We have constructed a number of BAC/BIBAC libraries for maize and its close relatives. These resources have been designed for the Zea Map Alignment Project (ZMAP) following the model of the Oryza Map Alignment Project (OMAP) that has become an important research platform for rice genomics studies, and currently are being used in comparative analyses. We are massively transforming the maize B73 BIBACs into rice plants to create rice lines with tiling maize large fragment DNA. The maize DNA-containing rice lines will become the second tier genome resources, which provide not only rice breeding materials with useful maize genes that are still an untapped gene repertoire for rice improvement due to the hybrid barrier between maze and rice, but also a foundation for a large scale functional identification of maize genes because the phenotype changes caused by maize genes in the clear and pure rice genetic background can be easily identified. We are constructing a sorghum BIBAC library and will use it to create rice lines with tiling sorghum DNA as well.

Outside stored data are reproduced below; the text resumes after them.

//! City object picking.
//!
//! Maps a hit on a placed component back to the city object under it:
//! 1. the hit names a component, a polygon of its static mesh and barycentric weights
//! 2. the weights interpolate the UV channel of the polygon's three vertex instances
//! 3. the city object channel (UV3) rounds to a [`CityObjectIndex`]
//! 4. the index is resolved against the component's `CityObjectGroup` payload
//!
//! Hosts run the raycast themselves; only the resolution lives here.

use cgmath::Vector2;

use crate::data_structures::{
    city_object::{CityObject, CityObjectGroupData, CityObjectIndex},
    scene_graph::{ComponentId, Scene},
};

/// Result of a raycast against a placed component.
#[derive(Clone, Copy, Debug, PartialEq)]
pub struct HitResult {
    pub component: ComponentId,
    /// Polygon index across all polygon groups, in group order.
    pub face_index: usize,
    /// Weights of the polygon's three corners as stored in the description.
    pub barycentric: [f32; 3],
}

#[derive(Clone, Copy, Debug, PartialEq, Eq)]
pub enum UvChannel {
    /// UV0, the texture coordinates.
    Texture,
    /// UV3, the encoded city object index.
    CityObject,
}

/// Interpolates `channel` at the hit location. `None` for unbuilt meshes or stale face indices.
pub fn find_collision_uv(
    scene: &Scene,
    hit: &HitResult,
    channel: UvChannel,
) -> Option<Vector2<f32>> {
    let description = scene.static_mesh_of(hit.component)?.description.as_ref()?;
    let triangle = description
        .polygon_groups
        .iter()
        .flat_map(|g| g.triangles.iter())
        .nth(hit.face_index)?;

    let mut uv = Vector2::new(0.0, 0.0);
    for (corner, weight) in triangle.iter().zip(hit.barycentric) {
        let instance = description.vertex_instances.get(*corner as usize)?;
        let corner_uv = match channel {
            UvChannel::Texture => instance.uv0,
            UvChannel::CityObject => instance.uv3,
        };
        uv += Vector2::new(corner_uv[0], corner_uv[1]) * weight;
    }
    Some(uv)
}

pub fn get_city_object_by_uv(data: &CityObjectGroupData, uv: Vector2<f32>) -> Option<&CityObject> {
    data.get_city_object_by_index(CityObjectIndex::from_uv(uv))
}

fn hit_index<'a>(
    scene: &'a Scene,
    hit: &HitResult,
) -> Option<(&'a CityObjectGroupData, CityObjectIndex)> {
    let data = scene.get(hit.component)?.city_object_group()?;
    let uv = find_collision_uv(scene, hit, UvChannel::CityObject)?;
    Some((data, CityObjectIndex::from_uv(uv)))
}

/// Primary feature under the hit, e.g. the building whose wall was hit.
pub fn get_primary_city_object_by_raycast<'a>(
    scene: &'a Scene,
    hit: &HitResult,
) -> Option<&'a CityObject> {
    let (data, index) = hit_index(scene, hit)?;
    data.get_city_object_by_index(index.primary_of())
}

/// Most specific feature under the hit: the atomic object if there is one, else the primary.
pub fn get_atomic_city_object_by_raycast<'a>(
    scene: &'a Scene,
    hit: &HitResult,
) -> Option<&'a CityObject> {
    let (data, index) = hit_index(scene, hit)?;
    data.get_city_object_by_index(index)
        .or_else(|| data.get_city_object_by_index(index.primary_of()))
}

已构建大量玉米及其近缘野生种基因组的BAC和BIBAC文库。这些资源是按照已成为水稻基因组研究重要平台的稻属基因组比较图谱项目(OMAP)的思路为玉米属基因组比较图谱项目(ZMAP)设计的,正被用于比较研究。同时,正利用玉米B73 BIBAC文库大规模构建含瓦片式玉米大片段DNA的水稻群体,这些水稻群体将成为第二级基因组资源,不仅为水稻育种提供带有由于杂交障碍至今仍几乎完全未在水稻中被利用的优良玉米基因的材料,而且,因为玉米DNA在遗传背景清楚并且纯合的水稻中引起的性状变化很容易鉴定出来,因此也为大规模玉米基因功能鉴定提供基础。正在构建高粱BIBAC文库,也将同样利用高粱BIBAC文库大规模构建含瓦片式高粱大片段DNA的水稻群体。

4. Exploration of the mechanism of Agrobacterium mediated transformation

We are exploring the mechanism of Agrobacterium mediated transformation and trying to improve the efficiency of large fragment DNA transformation.

正在对农杆菌介导的遗传转化机理进行研究,以提高大片段DNA转化效率。